BEGIN DATA PROVIDED
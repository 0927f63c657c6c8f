use anyhow::Result;
use chrono::{DateTime, Utc};
use std::time::Instant;
use uuid::Uuid;

use crate::config::SchedulerConfig;
use crate::database::Database;
use crate::errors::{ErrorContext, ReviewError};
use crate::models::*;
use crate::scheduler::ReviewScheduler;
use crate::{
    log_performance, log_review_event, log_service_error, log_service_start, log_service_success,
    log_service_warn,
};

const SERVICE: &str = "review_service";

/// Glue between the pure scheduler and the flashcard store.
///
/// Reviews are read-modify-write cycles guarded by the card's version, so two
/// concurrent reviews of one card are applied one after the other instead of
/// overwriting each other.
#[derive(Clone)]
pub struct ReviewService {
    db: Database,
    scheduler: ReviewScheduler,
    config: SchedulerConfig,
}

impl ReviewService {
    pub fn new(db: Database) -> Self {
        Self::with_config(db, SchedulerConfig::default())
    }

    pub fn with_config(db: Database, config: SchedulerConfig) -> Self {
        Self {
            db,
            scheduler: ReviewScheduler::new(),
            config,
        }
    }

    pub fn scheduler(&self) -> &ReviewScheduler {
        &self.scheduler
    }

    // Flashcard operations
    pub async fn create_flashcard(&self, request: CreateFlashcardRequest) -> Result<Flashcard> {
        log_service_start!(SERVICE, "create_flashcard", learner_id = request.learner_id);
        let flashcard = self.db.create_flashcard(request).await?;
        log_service_success!(SERVICE, "create_flashcard", "flashcard created");
        Ok(flashcard)
    }

    pub async fn get_flashcard(&self, id: Uuid) -> Result<Option<Flashcard>> {
        self.db.get_flashcard(id).await
    }

    pub async fn delete_flashcard(&self, id: Uuid) -> Result<bool> {
        self.db.delete_flashcard(id).await
    }

    pub async fn get_flashcards_for_document(&self, document_id: &str) -> Result<Vec<Flashcard>> {
        self.db.get_flashcards_for_document(document_id).await
    }

    // Review operations
    pub async fn review_flashcard(&self, id: Uuid, quality: i32) -> Result<ReviewOutcome, ReviewError> {
        self.review_flashcard_at(id, quality, Utc::now()).await
    }

    pub async fn review_with_outcome(
        &self,
        id: Uuid,
        correct: bool,
        confidence: Confidence,
    ) -> Result<ReviewOutcome, ReviewError> {
        let quality = self.scheduler.quality_from_outcome(correct, confidence);
        self.review_flashcard(id, quality).await
    }

    pub async fn review_flashcard_at(
        &self,
        id: Uuid,
        quality: i32,
        now: DateTime<Utc>,
    ) -> Result<ReviewOutcome, ReviewError> {
        let context = || ErrorContext::new("review_flashcard", "flashcard").with_id(&id.to_string());
        let started = Instant::now();
        log_service_start!(SERVICE, "review_flashcard", card_id = id);

        // Reject bad input before touching storage
        ReviewScheduler::validate_quality(quality)
            .map_err(|e| ReviewError::from(e).log_with_context(context()))?;

        for attempt in 1..=self.config.max_write_attempts {
            let mut flashcard = self
                .db
                .get_flashcard(id)
                .await
                .map_err(|e| ReviewError::from(e).log_with_context(context()))?
                .ok_or_else(|| ReviewError::UnknownFlashcard(id).log_with_context(context()))?;

            let expected_version = flashcard.version;
            flashcard.schedule = self.scheduler.record_review(&flashcard.schedule, quality, now)?;

            let event = ReviewEvent {
                id: Uuid::new_v4(),
                flashcard_id: id,
                reviewed_at: now,
                quality,
                ease_factor: flashcard.schedule.ease_factor,
                interval_days: flashcard.schedule.interval_days,
            };

            let applied = self
                .db
                .apply_review(&flashcard, expected_version, &event)
                .await
                .map_err(|e| ReviewError::from(e).log_with_context(context()))?;

            if applied {
                log_review_event!(
                    card_id = id,
                    quality = quality,
                    interval_days = flashcard.schedule.interval_days,
                    ease_factor = flashcard.schedule.ease_factor
                );
                log_service_success!(
                    SERVICE,
                    "review_flashcard",
                    card_id = id,
                    duration_ms = started.elapsed().as_millis() as u64
                );

                return Ok(ReviewOutcome {
                    flashcard_id: id,
                    quality,
                    // record_review always sets the next review time
                    next_review_at: flashcard.schedule.next_review_at.unwrap_or(now),
                    interval_days: flashcard.schedule.interval_days,
                    ease_factor: flashcard.schedule.ease_factor,
                    repetition_count: flashcard.schedule.repetition_count,
                });
            }

            log_service_warn!(
                SERVICE,
                "review_flashcard",
                card_id = id,
                format!("version {} is stale, attempt {} lost the race", expected_version, attempt)
            );
        }

        Err(ReviewError::WriteConflict(id).log_with_context(context()))
    }

    /// Due cards for a learner, most overdue first.
    pub async fn due_flashcards(
        &self,
        learner_id: &str,
        limit: Option<usize>,
    ) -> Result<Vec<DueFlashcard>> {
        self.due_flashcards_at(learner_id, limit, Utc::now()).await
    }

    pub async fn due_flashcards_at(
        &self,
        learner_id: &str,
        limit: Option<usize>,
        now: DateTime<Utc>,
    ) -> Result<Vec<DueFlashcard>> {
        log_service_start!(SERVICE, "due_flashcards", learner_id = learner_id);
        let flashcards = self.db.get_flashcards_for_learner(learner_id).await?;

        let started = Instant::now();
        let due: Vec<DueFlashcard> = self
            .scheduler
            .select_due(&flashcards, now, limit)
            .map(|due| DueFlashcard {
                flashcard: due.item.clone(),
                priority: due.priority,
            })
            .collect();
        log_performance!("select_due", duration_ms = started.elapsed().as_millis() as u64);

        log_service_success!(SERVICE, "due_flashcards", learner_id = learner_id, count = due.len());
        Ok(due)
    }

    /// The next study session: due cards capped at the configured session size.
    pub async fn next_session(&self, learner_id: &str) -> Result<Vec<DueFlashcard>> {
        self.due_flashcards(learner_id, Some(self.config.session_limit)).await
    }

    pub async fn statistics(&self, learner_id: &str) -> Result<StatisticsSnapshot> {
        self.statistics_at(learner_id, Utc::now()).await
    }

    /// Statistics over one snapshot of the learner's cards and review log,
    /// with "today" taken in the configured UTC offset.
    pub async fn statistics_at(
        &self,
        learner_id: &str,
        now: DateTime<Utc>,
    ) -> Result<StatisticsSnapshot> {
        let started = Instant::now();
        log_service_start!(SERVICE, "statistics", learner_id = learner_id);

        let day_boundary = self.config.day_boundary()?;
        let (flashcards, reviews) = self
            .db
            .get_learner_snapshot(learner_id)
            .await
            .inspect_err(|e| {
                log_service_error!(SERVICE, "statistics", error = e);
            })?;

        let snapshot = self.scheduler.compute_statistics(
            &flashcards,
            &reviews,
            now.with_timezone(&day_boundary),
        );

        log_performance!(
            "statistics",
            duration_ms = started.elapsed().as_millis() as u64,
            count = flashcards.len()
        );
        Ok(snapshot)
    }

    pub async fn review_history(&self, flashcard_id: Uuid) -> Result<Vec<ReviewEvent>> {
        self.db.get_reviews_for_flashcard(flashcard_id).await
    }
}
END DATA PROVIDED
> [INSTRUCTIONS TO FOLLOW]: Every line of the data is to be retyped without alteration.

> [OUTPUT FOR THIS TASK]:
repository 0927f63c657c6c8f
use anyhow::Result;
use chrono::{DateTime, Utc};
use std::time::Instant;
use uuid::Uuid;

use crate::config::SchedulerConfig;
use crate::database::Database;
use crate::errors::{ErrorContext, ReviewError};
use crate::models::*;
use crate::scheduler::ReviewScheduler;
use crate::{
    log_performance, log_review_event, log_service_error, log_service_start, log_service_success,
    log_service_warn,
};

const SERVICE: &str = "review_service";

/// Glue between the pure scheduler and the flashcard store.
///
/// Reviews are read-modify-write cycles guarded by the card's version, so two
/// concurrent reviews of one card are applied one after the other instead of
/// overwriting each other.
#[derive(Clone)]
pub struct ReviewService {
    db: Database,
    scheduler: ReviewScheduler,
    config: SchedulerConfig,
}

impl ReviewService {
    pub fn new(db: Database) -> Self {
        Self::with_config(db, SchedulerConfig::default())
    }

    pub fn with_config(db: Database, config: SchedulerConfig) -> Self {
        Self {
            db,
            scheduler: ReviewScheduler::new(),
            config,
        }
    }

    pub fn scheduler(&self) -> &ReviewScheduler {
        &self.scheduler
    }

    // Flashcard operations
    pub async fn create_flashcard(&self, request: CreateFlashcardRequest) -> Result<Flashcard> {
        log_service_start!(SERVICE, "create_flashcard", learner_id = request.learner_id);
        let flashcard = self.db.create_flashcard(request).await?;
        log_service_success!(SERVICE, "create_flashcard", "flashcard created");
        Ok(flashcard)
    }

    pub async fn get_flashcard(&self, id: Uuid) -> Result<Option<Flashcard>> {
        self.db.get_flashcard(id).await
    }

    pub async fn delete_flashcard(&self, id: Uuid) -> Result<bool> {
        self.db.delete_flashcard(id).await
    }

    pub async fn get_flashcards_for_document(&self, document_id: &str) -> Result<Vec<Flashcard>> {
        self.db.get_flashcards_for_document(document_id).await
    }

    // Review operations
    pub async fn review_flashcard(&self, id: Uuid, quality: i32) -> Result<ReviewOutcome, ReviewError> {
        self.review_flashcard_at(id, quality, Utc::now()).await
    }

    pub async fn review_with_outcome(
        &self,
        id: Uuid,
        correct: bool,
        confidence: Confidence,
    ) -> Result<ReviewOutcome, ReviewError> {
        let quality = self.scheduler.quality_from_outcome(correct, confidence);
        self.review_flashcard(id, quality).await
    }

    pub async fn review_flashcard_at(
        &self,
        id: Uuid,
        quality: i32,
        now: DateTime<Utc>,
    ) -> Result<ReviewOutcome, ReviewError> {
        let context = || ErrorContext::new("review_flashcard", "flashcard").with_id(&id.to_string());
        let started = Instant::now();
        log_service_start!(SERVICE, "review_flashcard", card_id = id);

        // Reject bad input before touching storage
        ReviewScheduler::validate_quality(quality)
            .map_err(|e| ReviewError::from(e).log_with_context(context()))?;

        for attempt in 1..=self.config.max_write_attempts {
            let mut flashcard = self
                .db
                .get_flashcard(id)
                .await
                .map_err(|e| ReviewError::from(e).log_with_context(context()))?
                .ok_or_else(|| ReviewError::UnknownFlashcard(id).log_with_context(context()))?;

            let expected_version = flashcard.version;
            flashcard.schedule = self.scheduler.record_review(&flashcard.schedule, quality, now)?;

            let event = ReviewEvent {
                id: Uuid::new_v4(),
                flashcard_id: id,
                reviewed_at: now,
                quality,
                ease_factor: flashcard.schedule.ease_factor,
                interval_days: flashcard.schedule.interval_days,
            };

            let applied = self
                .db
                .apply_review(&flashcard, expected_version, &event)
                .await
                .map_err(|e| ReviewError::from(e).log_with_context(context()))?;

            if applied {
                log_review_event!(
                    card_id = id,
                    quality = quality,
                    interval_days = flashcard.schedule.interval_days,
                    ease_factor = flashcard.schedule.ease_factor
                );
                log_service_success!(
                    SERVICE,
                    "review_flashcard",
                    card_id = id,
                    duration_ms = started.elapsed().as_millis() as u64
                );

                return Ok(ReviewOutcome {
                    flashcard_id: id,
                    quality,
                    // record_review always sets the next review time
                    next_review_at: flashcard.schedule.next_review_at.unwrap_or(now),
                    interval_days: flashcard.schedule.interval_days,
                    ease_factor: flashcard.schedule.ease_factor,
                    repetition_count: flashcard.schedule.repetition_count,
                });
            }

            log_service_warn!(
                SERVICE,
                "review_flashcard",
                card_id = id,
                format!("version {} is stale, attempt {} lost the race", expected_version, attempt)
            );
        }

        Err(ReviewError::WriteConflict(id).log_with_context(context()))
    }

    /// Due cards for a learner, most overdue first.
    pub async fn due_flashcards(
        &self,
        learner_id: &str,
        limit: Option<usize>,
    ) -> Result<Vec<DueFlashcard>> {
        self.due_flashcards_at(learner_id, limit, Utc::now()).await
    }

    pub async fn due_flashcards_at(
        &self,
        learner_id: &str,
        limit: Option<usize>,
        now: DateTime<Utc>,
    ) -> Result<Vec<DueFlashcard>> {
        log_service_start!(SERVICE, "due_flashcards", learner_id = learner_id);
        let flashcards = self.db.get_flashcards_for_learner(learner_id).await?;

        let started = Instant::now();
        let due: Vec<DueFlashcard> = self
            .scheduler
            .select_due(&flashcards, now, limit)
            .map(|due| DueFlashcard {
                flashcard: due.item.clone(),
                priority: due.priority,
            })
            .collect();
        log_performance!("select_due", duration_ms = started.elapsed().as_millis() as u64);

        log_service_success!(SERVICE, "due_flashcards", learner_id = learner_id, count = due.len());
        Ok(due)
    }

    /// The next study session: due cards capped at the configured session size.
    pub async fn next_session(&self, learner_id: &str) -> Result<Vec<DueFlashcard>> {
        self.due_flashcards(learner_id, Some(self.config.session_limit)).await
    }

    pub async fn statistics(&self, learner_id: &str) -> Result<StatisticsSnapshot> {
        self.statistics_at(learner_id, Utc::now()).await
    }

    /// Statistics over one snapshot of the learner's cards and review log,
    /// with "today" taken in the configured UTC offset.
    pub async fn statistics_at(
        &self,
        learner_id: &str,
        now: DateTime<Utc>,
    ) -> Result<StatisticsSnapshot> {
        let started = Instant::now();
        log_service_start!(SERVICE, "statistics", learner_id = learner_id);

        let day_boundary = self.config.day_boundary()?;
        let (flashcards, reviews) = self
            .db
            .get_learner_snapshot(learner_id)
            .await
            .inspect_err(|e| {
                log_service_error!(SERVICE, "statistics", error = e);
            })?;

        let snapshot = self.scheduler.compute_statistics(
            &flashcards,
            &reviews,
            now.with_timezone(&day_boundary),
        );

        log_performance!(
            "statistics",
            duration_ms = started.elapsed().as_millis() as u64,
            count = flashcards.len()
        );
        Ok(snapshot)
    }

    pub async fn review_history(&self, flashcard_id: Uuid) -> Result<Vec<ReviewEvent>> {
        self.db.get_reviews_for_flashcard(flashcard_id).await
    }
}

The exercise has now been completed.